- **What you will do**
Write down exactly the lines of the records below, beginning with the first and ending with the line that includes "mod traits;".
*** Opening Source material ***
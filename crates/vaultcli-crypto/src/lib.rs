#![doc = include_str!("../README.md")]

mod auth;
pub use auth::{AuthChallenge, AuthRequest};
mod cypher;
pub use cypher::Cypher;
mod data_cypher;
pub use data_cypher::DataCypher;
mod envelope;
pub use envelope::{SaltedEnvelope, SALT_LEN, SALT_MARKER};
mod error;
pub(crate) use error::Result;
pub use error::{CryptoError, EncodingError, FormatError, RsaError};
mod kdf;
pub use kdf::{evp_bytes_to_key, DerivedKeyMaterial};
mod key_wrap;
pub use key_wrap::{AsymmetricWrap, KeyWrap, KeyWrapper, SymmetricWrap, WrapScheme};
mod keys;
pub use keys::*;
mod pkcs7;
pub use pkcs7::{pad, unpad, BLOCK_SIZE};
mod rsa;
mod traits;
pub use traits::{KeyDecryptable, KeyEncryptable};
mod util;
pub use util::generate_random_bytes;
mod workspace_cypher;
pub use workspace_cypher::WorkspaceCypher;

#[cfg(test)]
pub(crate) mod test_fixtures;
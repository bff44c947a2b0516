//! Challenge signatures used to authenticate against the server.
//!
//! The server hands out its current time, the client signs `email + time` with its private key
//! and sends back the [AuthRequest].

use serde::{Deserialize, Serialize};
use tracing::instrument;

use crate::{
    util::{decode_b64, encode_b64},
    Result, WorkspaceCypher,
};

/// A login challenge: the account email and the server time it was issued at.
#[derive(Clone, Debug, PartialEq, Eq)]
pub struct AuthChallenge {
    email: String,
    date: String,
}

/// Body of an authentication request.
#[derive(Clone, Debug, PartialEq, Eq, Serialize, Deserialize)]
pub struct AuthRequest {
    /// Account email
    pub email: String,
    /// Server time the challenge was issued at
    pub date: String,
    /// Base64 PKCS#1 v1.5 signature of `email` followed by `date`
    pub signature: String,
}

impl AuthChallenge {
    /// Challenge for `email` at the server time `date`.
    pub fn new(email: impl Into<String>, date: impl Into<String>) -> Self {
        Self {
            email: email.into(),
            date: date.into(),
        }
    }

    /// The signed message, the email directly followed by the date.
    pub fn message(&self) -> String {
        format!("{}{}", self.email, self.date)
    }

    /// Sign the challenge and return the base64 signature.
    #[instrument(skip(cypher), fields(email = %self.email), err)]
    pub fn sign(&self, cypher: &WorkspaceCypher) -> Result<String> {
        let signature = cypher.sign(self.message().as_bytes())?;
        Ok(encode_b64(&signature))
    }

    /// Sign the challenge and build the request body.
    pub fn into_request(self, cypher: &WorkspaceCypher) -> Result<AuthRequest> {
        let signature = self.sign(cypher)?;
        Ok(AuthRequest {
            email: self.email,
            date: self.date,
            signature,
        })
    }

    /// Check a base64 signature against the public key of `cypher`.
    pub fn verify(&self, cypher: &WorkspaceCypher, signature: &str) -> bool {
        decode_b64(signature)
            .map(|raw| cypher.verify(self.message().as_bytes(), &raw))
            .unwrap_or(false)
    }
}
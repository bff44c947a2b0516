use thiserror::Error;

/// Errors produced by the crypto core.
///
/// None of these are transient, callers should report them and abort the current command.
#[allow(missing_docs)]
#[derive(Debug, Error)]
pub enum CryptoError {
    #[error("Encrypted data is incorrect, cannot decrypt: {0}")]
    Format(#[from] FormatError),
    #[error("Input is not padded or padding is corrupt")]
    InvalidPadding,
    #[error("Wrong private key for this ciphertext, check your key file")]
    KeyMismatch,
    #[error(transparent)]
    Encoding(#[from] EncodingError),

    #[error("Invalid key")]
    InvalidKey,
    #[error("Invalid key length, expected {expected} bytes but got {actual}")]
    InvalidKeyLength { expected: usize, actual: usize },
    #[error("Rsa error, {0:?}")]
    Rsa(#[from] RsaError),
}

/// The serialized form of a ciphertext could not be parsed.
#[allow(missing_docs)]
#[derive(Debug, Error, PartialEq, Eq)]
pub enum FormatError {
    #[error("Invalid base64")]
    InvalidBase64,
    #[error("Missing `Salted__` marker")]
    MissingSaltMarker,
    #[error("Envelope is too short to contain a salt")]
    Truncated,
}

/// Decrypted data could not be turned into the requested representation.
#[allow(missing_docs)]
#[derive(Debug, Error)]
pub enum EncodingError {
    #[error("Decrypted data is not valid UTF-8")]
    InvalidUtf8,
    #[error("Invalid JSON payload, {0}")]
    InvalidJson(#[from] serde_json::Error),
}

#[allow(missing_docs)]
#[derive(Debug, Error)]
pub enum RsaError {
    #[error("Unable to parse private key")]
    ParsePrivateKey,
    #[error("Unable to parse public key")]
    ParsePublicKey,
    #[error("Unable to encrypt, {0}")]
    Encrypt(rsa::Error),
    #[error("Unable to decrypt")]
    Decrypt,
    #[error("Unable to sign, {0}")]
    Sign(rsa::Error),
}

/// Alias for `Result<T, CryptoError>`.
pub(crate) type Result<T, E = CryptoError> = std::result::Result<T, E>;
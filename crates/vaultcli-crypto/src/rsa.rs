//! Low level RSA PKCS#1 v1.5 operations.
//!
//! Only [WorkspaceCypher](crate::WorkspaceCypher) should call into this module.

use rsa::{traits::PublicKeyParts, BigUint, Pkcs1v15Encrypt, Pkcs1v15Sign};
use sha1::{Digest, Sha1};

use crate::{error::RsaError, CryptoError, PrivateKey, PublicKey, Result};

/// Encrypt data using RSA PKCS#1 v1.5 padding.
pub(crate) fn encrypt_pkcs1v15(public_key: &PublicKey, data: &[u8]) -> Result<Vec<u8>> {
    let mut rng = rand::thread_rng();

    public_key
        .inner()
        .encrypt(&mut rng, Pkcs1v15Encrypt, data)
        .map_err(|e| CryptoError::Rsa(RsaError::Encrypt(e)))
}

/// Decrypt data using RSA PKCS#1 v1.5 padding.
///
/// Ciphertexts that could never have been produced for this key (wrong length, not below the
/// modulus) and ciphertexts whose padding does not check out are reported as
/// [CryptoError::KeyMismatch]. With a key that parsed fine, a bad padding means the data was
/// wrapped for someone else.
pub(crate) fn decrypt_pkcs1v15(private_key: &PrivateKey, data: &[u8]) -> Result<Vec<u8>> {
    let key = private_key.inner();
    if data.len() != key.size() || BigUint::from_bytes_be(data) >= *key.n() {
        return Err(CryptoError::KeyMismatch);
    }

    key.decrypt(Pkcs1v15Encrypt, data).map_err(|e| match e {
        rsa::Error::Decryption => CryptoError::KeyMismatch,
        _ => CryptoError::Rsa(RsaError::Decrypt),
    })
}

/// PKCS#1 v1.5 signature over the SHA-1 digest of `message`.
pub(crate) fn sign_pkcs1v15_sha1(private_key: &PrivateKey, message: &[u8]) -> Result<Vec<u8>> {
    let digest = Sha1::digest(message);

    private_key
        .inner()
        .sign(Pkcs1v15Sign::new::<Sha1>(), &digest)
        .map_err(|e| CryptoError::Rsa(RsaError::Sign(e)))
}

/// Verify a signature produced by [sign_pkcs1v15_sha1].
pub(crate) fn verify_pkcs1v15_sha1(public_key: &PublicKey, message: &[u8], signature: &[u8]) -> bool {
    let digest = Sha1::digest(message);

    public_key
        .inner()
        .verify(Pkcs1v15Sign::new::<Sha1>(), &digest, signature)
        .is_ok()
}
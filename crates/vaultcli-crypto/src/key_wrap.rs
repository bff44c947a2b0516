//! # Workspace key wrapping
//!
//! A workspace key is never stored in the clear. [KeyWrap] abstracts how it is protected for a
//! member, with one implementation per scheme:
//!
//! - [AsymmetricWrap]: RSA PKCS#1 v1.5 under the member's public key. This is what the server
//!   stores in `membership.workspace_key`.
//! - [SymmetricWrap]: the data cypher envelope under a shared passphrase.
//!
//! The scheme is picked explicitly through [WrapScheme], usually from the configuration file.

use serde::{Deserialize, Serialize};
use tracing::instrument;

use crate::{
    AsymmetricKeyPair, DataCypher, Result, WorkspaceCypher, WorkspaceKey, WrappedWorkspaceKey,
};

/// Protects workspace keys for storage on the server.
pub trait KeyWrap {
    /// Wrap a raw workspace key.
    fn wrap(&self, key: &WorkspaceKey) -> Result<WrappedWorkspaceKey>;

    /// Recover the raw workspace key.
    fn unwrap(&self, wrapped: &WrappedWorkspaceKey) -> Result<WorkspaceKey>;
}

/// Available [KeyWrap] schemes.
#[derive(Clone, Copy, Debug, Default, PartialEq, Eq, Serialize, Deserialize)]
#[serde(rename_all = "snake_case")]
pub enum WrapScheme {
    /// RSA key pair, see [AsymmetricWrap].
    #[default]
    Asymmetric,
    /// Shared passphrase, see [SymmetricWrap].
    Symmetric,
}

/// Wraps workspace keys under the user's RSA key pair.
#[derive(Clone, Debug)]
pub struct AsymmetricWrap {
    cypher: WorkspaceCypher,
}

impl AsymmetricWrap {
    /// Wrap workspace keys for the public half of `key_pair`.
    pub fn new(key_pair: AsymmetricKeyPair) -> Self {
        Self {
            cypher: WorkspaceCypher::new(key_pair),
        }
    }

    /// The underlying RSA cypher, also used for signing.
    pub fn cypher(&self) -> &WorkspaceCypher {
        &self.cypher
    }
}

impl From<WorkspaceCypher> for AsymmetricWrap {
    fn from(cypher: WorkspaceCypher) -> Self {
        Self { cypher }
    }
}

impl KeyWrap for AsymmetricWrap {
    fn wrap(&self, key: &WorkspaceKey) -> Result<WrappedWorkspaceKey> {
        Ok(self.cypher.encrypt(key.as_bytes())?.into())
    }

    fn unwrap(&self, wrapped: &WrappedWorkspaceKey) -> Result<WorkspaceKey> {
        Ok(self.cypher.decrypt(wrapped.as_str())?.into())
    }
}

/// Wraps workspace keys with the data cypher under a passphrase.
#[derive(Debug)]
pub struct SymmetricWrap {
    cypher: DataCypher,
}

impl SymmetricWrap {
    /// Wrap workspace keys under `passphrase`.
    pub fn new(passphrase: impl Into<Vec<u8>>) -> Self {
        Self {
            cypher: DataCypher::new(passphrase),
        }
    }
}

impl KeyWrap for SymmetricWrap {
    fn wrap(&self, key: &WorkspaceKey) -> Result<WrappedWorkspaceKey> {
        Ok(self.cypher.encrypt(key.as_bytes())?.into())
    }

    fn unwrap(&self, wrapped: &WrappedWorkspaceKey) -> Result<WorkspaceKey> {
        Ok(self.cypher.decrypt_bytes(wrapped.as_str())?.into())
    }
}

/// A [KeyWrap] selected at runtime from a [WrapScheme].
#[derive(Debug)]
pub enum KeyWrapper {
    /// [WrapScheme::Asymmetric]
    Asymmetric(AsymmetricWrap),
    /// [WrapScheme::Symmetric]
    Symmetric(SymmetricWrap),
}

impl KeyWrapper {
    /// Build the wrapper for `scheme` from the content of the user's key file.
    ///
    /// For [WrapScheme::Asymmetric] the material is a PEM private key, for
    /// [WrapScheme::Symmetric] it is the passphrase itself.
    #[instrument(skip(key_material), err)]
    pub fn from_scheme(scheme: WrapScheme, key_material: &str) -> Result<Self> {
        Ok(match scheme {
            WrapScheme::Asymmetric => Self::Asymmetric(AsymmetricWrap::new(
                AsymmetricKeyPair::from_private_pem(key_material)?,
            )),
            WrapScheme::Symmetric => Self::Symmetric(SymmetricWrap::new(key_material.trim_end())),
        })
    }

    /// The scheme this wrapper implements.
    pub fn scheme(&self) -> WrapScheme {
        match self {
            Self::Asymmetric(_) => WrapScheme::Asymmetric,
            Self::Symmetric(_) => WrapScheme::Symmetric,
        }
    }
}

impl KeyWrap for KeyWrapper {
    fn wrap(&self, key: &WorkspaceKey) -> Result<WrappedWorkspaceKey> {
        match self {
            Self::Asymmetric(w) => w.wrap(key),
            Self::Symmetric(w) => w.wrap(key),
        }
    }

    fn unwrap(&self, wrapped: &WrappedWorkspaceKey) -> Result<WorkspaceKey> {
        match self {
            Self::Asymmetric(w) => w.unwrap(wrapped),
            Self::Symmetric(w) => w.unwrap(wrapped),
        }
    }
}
*** Closing Source material ***
- **Answer**
filename crates/vaultcli-crypto/src/lib.rs
#![doc = include_str!("../README.md")]

mod auth;
pub use auth::{AuthChallenge, AuthRequest};
mod cypher;
pub use cypher::Cypher;
mod data_cypher;
pub use data_cypher::DataCypher;
mod envelope;
pub use envelope::{SaltedEnvelope, SALT_LEN, SALT_MARKER};
mod error;
pub(crate) use error::Result;
pub use error::{CryptoError, EncodingError, FormatError, RsaError};
mod kdf;
pub use kdf::{evp_bytes_to_key, DerivedKeyMaterial};
mod key_wrap;
pub use key_wrap::{AsymmetricWrap, KeyWrap, KeyWrapper, SymmetricWrap, WrapScheme};
mod keys;
pub use keys::*;
mod pkcs7;
pub use pkcs7::{pad, unpad, BLOCK_SIZE};
mod rsa;
mod traits;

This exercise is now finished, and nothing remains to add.